Telefonunu tam kapanacakken duyan Gökhan, ekrana baktığında kısa süreli şaşırsa da,telefon kapanmadan açmayı başardı.
"Alo, Gökhan?"
"Ne var Candan?"
"Ben sizin evinizin önündeyim de. Duygu'yu merak ettim. Evde yok sanırım."
"Olabilir."
"Onunla konuşmam lazım."
"Ne için?"

Neden şimdi nedenini soruyordu ki? Nasıl söyleyecekti? Bilemiyordu...

"Onu merak ediyorum çünkü."
"Tamam, kapat. Kaldığı otelin adresini atarım sana. Ama... Ama adresi benden aldığını söylemeyeceksin. Söz mü?"

Hayda... Bu neydi şimdi?

"Tabi söylemem de neden?"
"Candan sorgulama şimdi. Zaten Duygu öter sana. Lütfen.. Söyleme."
"Tamam, tamam söylemem."
"Söz mü? Bak söz ver. Eğer nerden buldun beni diye sorarsa uydur bir şeyler. Ama sakın söyleme."
"Söz veriyorum Gökhan. Söz söylemeyeceğim."
Gökhan, sözü almıştı. Candan, söz verdiyse katiyen söylemezdi. Şimdi Onur ile biraz konuşması lazımdı. Ama öncesinde adresi gönderdi ve arabadan inip, dükkana girdi.

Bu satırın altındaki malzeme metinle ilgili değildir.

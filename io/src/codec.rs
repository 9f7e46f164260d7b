use image::{ImageFormat, RgbImage};

use panorama_types::error::{StitchError, StitchResult};

/// Boundary to the out-of-scope image codec (§1 "Out of scope": "the
/// mono-to-stereo ray-synthesis warp... UI/preview rendering" and friends
/// are external collaborators; BMP/JPEG encode/decode is the same kind of
/// boundary — this crate only promises the interface, backed here by
/// whatever the `image` crate itself supports).
pub trait ImageCodec: Send + Sync {
    fn encode(&self, image: &RgbImage) -> StitchResult<Vec<u8>>;
    fn decode(&self, bytes: &[u8], width: u32, height: u32) -> StitchResult<RgbImage>;
}

/// Thin wrapper over `image`'s own encoder/decoder for a fixed
/// [`ImageFormat`] (BMP for `raw_images/`/ring checkpoints, matching §6).
pub struct LibraryCodec {
    format: ImageFormat,
}

impl LibraryCodec {
    pub fn bmp() -> Self {
        Self { format: ImageFormat::Bmp }
    }

    pub fn jpeg() -> Self {
        Self { format: ImageFormat::Jpeg }
    }
}

impl ImageCodec for LibraryCodec {
    fn encode(&self, image: &RgbImage) -> StitchResult<Vec<u8>> {
        let mut buf = std::io::Cursor::new(Vec::new());
        image
            .write_to(&mut buf, self.format)
            .map_err(|e| StitchError::Io(std::io::Error::other(e.to_string())))?;
        Ok(buf.into_inner())
    }

    fn decode(&self, bytes: &[u8], _width: u32, _height: u32) -> StitchResult<RgbImage> {
        image::load_from_memory_with_format(bytes, self.format)
            .map(|dyn_image| dyn_image.to_rgb8())
            .map_err(|e| StitchError::Io(std::io::Error::other(e.to_string())))
    }
}

#[cfg(test)]
mod tests {
    use super::*;

    #[test]
    fn bmp_roundtrip_preserves_dimensions() {
        let image = RgbImage::new(4, 3);
        let codec = LibraryCodec::bmp();
        let bytes = codec.encode(&image).unwrap();
        let decoded = codec.decode(&bytes, 4, 3).unwrap();
        assert_eq!(decoded.dimensions(), (4, 3));
    }
}
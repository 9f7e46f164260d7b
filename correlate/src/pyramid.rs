use crate::buffer::ColorBuffer;

/// Result of a planar alignment search: the best integer pixel offset
/// `(dx, dy)` of `b` relative to `a`, and the pooled variance of the error
/// metric across every sampled candidate (used by the deviation test,
/// §4.2: "the deviation-test rejection triggers when the top-level
/// variance falls below 1.5").
#[derive(Debug, Clone, Copy)]
pub struct AlignResult {
    pub offset: (i32, i32),
    pub variance: f64,
    pub min_error: f64,
}

/// Recursively downsamples both inputs by a factor of 2 until either
/// dimension would drop below 4 pixels at the next level, runs brute-force
/// correlation at the bottom of the pyramid, then refines in a 2-pixel
/// window around 2x the child result at each level going back up (§4.2
/// "Pyramid planar aligner").
pub fn align(a: &ColorBuffer, b: &ColorBuffer, window: (i32, i32)) -> AlignResult {
    let can_descend = a.width / 2 >= 4 && a.height / 2 >= 4 && window.0 > 2 && window.1 > 2;
    if can_descend {
        let da = a.downsample2();
        let db = b.downsample2();
        let child_window = ((window.0 / 2).max(1), (window.1 / 2).max(1));
        let child = align(&da, &db, child_window);
        let center = (child.offset.0 * 2, child.offset.1 * 2);
        brute_force(a, b, center, (2, 2))
    } else {
        brute_force(a, b, (0, 0), window)
    }
}

/// Exhaustively scores every integer offset in `center +/- window`. The
/// error at a candidate shift is the mean, per-pixel sum of squared
/// per-channel differences over the region where both buffers overlap
/// (§4.2: "normed (mean) sum of per-channel squared differences over the
/// overlap at the candidate shift").
fn brute_force(a: &ColorBuffer, b: &ColorBuffer, center: (i32, i32), window: (i32, i32)) -> AlignResult {
    let mut best = (center.0 - window.0, center.1 - window.1);
    let mut best_error = f64::INFINITY;
    let mut errors = Vec::new();

    for dy in (center.1 - window.1)..=(center.1 + window.1) {
        for dx in (center.0 - window.0)..=(center.0 + window.0) {
            let error = sampled_error(a, b, dx, dy);
            if let Some(error) = error {
                errors.push(error);
                if error < best_error {
                    best_error = error;
                    best = (dx, dy);
                }
            }
        }
    }

    let variance = if errors.is_empty() {
        0.0
    } else {
        let mean = errors.iter().sum::<f64>() / errors.len() as f64;
        errors.iter().map(|e| (e - mean).powi(2)).sum::<f64>() / errors.len() as f64
    };

    AlignResult {
        offset: best,
        variance,
        min_error: if best_error.is_finite() { best_error } else { 0.0 },
    }
}

/// Mean squared difference between `a` and `b` shifted by `(dx, dy)`,
/// sampled over pixels present in both buffers. `None` if the shift leaves
/// no overlap at all.
fn sampled_error(a: &ColorBuffer, b: &ColorBuffer, dx: i32, dy: i32) -> Option<f64> {
    let mut sum = 0.0;
    let mut count = 0u64;
    for y in 0..a.height as i64 {
        for x in 0..a.width as i64 {
            let av = match a.get(x, y) {
                Some(v) => v,
                None => continue,
            };
            let bv = match b.get(x + dx as i64, y + dy as i64) {
                Some(v) => v,
                None => continue,
            };
            for c in 0..3 {
                let diff = (av[c] - bv[c]) as f64;
                sum += diff * diff;
            }
            count += 1;
        }
    }
    if count == 0 {
        None
    } else {
        Some(sum / count as f64)
    }
}

#[cfg(test)]
mod tests {
    use super::*;
    use image::{Rgb, RgbImage};

    fn checker(width: u32, height: u32, offset: i64) -> ColorBuffer {
        let mut image = RgbImage::new(width, height);
        for y in 0..height {
            for x in 0..width {
                let v = if ((x as i64 + offset) / 4 + (y as i64) / 4) % 2 == 0 {
                    200
                } else {
                    40
                };
                image.put_pixel(x, y, Rgb([v, v, v]));
            }
        }
        ColorBuffer::from_rgb(&image)
    }

    #[test]
    fn finds_known_integer_shift() {
        let a = checker(64, 64, 0);
        let b = checker(64, 64, 3);
        let result = align(&a, &b, (8, 8));
        assert_eq!(result.offset, (3, 0));
    }

    #[test]
    fn zero_shift_for_identical_buffers() {
        let a = checker(32, 32, 0);
        let result = align(&a, &a.clone(), (4, 4));
        assert_eq!(result.offset, (0, 0));
        assert!(result.min_error < 1e-6);
    }

    #[test]
    fn flat_buffer_has_near_zero_variance() {
        let flat = ColorBuffer::from_data(16, 16, vec![[128.0; 3]; 256]);
        let result = align(&flat, &flat.clone(), (3, 3));
        assert!(result.variance < 1e-6);
    }
}
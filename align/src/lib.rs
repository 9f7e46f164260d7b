//! The alignment graph and its global per-frame rotation solve (§4.6).

pub mod graph;
pub mod solve;

pub use graph::{AlignmentGraph, FORCED_OVERLAP_WEIGHT};
pub use solve::{apply, solve as solve_graph, Solution};
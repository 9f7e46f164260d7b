use crate::frame::Frame;
use crate::graph::SelectionPoint;

/// Emitted when the selector admits a frame for a selection point (§3).
/// Never mutated after emission — downstream stages treat it as a value.
#[derive(Debug, Clone)]
pub struct SelectionInfo {
    pub point: SelectionPoint,
    pub frame: Frame,
    pub angular_distance: f64,
    pub valid: bool,
}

Candan sonunda beklediği adresi almıştı ve otele doğru yola çıktı. Yaklaştıkça heyecanlanıyor ve Duygu'ya ne söyleyeceğini hala bilmiyordu. Terleyen elleri, direksiyona yapışmıştı. Bu gerçeği içinde nasıl saklamalı, arkadaşına nasıl bir yalan söylemeliydi?
Otele vardığında heyecanı katlanmıştı. Arkadaşının onu evinden kovduğu zaman ve Sibel'e hakkında söyledikleri gelmişti. Bir anda içi sinir ile doldu. Resepsiyona ilerledi ve sordu: "Merhaba. Duygu Dağdelen kaç numaralı odada acaba?"
"İsminiz nedir?"
"Candan."
Resepsiyondaki daha yirmi bile olmadığı belli olan genç adam, bir numara çevirerek, konuşmaya başladı.
"İyi akşamlar Duygu Hanım. Bir misafiriniz var."
"Kimmiş?"
"Candan Hanım."
"Tamam, gelsin."
Genç adam telefonu kapattı ve gülümseyerek, "4. kat, 102 numaralı oda." dedi. Eliyle de asansörü gösterdi.
Candan teşekkür etti. Asansöre bindi ve arkadaşına karşı nasıl hissettiğini düşünmeye başladı. Bu düşünceleri çözemeden de asansörden indi. Zaten on saniyede çözülebilecek bir his de değildi. Hissettikleri, altı yıllık arkadaşının hakkında yanlış düşünmesiydi. Bunu nasıl çözeceklerdi? Ya Candan altı yıllık arkadaşına, ona zarar veren bir adamla birlikte olduğunu nasıl açıklayacaktı? Bu nasıl açıklanırdı?..
Kalbinde biraz sinir, biraz korku ve biraz heyecan ile kapıyı çaldı.
Kapı geç açıldı. Candan şu sıralar Duygu'yu hiç anlayamıyor, yaptıklarını, yaşadığı o korkunç olaya veriyordu.
"Evet, neden geldin buraya?"
Candan resmen kapıda kalmıştı. Ne bir 'Merhaba' ne de bir 'Hoş geldin' duymuştu. İçeri davet edilmek istiyordu. Kapı ağzında konuşmak istemiyordu. Belli ki Duygu'nun davet edeceği yoktu. O yüzden sordu; "İçeri girebilir miyim?"
Duygu, baştan aşağı onu süzdü. Yine çok güzel, yine çok çekici görünüyordu. Her erkeğin isteyebileceği türden.
Sanırım onu kıskanıyorum.
Rahatlamış hissediyordu. Sonunda bu gerçeği kendine itiraf edebildi. Candan'ı çok kıskanıyordu. Güzelliğini, boyunu, konuşmasını hatta yürüyüşünü bile! Altı yıldır onunla içiçeydi. Onu seviyordu ama bazen duyguları değişiyor, kıskanıyor, hatta bir kaşık suda boğmak istiyordu. Bir kadın bu kadar mı güzel olurdu? Özene bezene yaratılmıştı ve bunun asla farkında olmayan bir salaktı.
"Gir." dedi Duygu soğuk bir suratla. Dili gir derken, gözleri git diyordu. Ama Candan aldırmadı ve içeri girdi.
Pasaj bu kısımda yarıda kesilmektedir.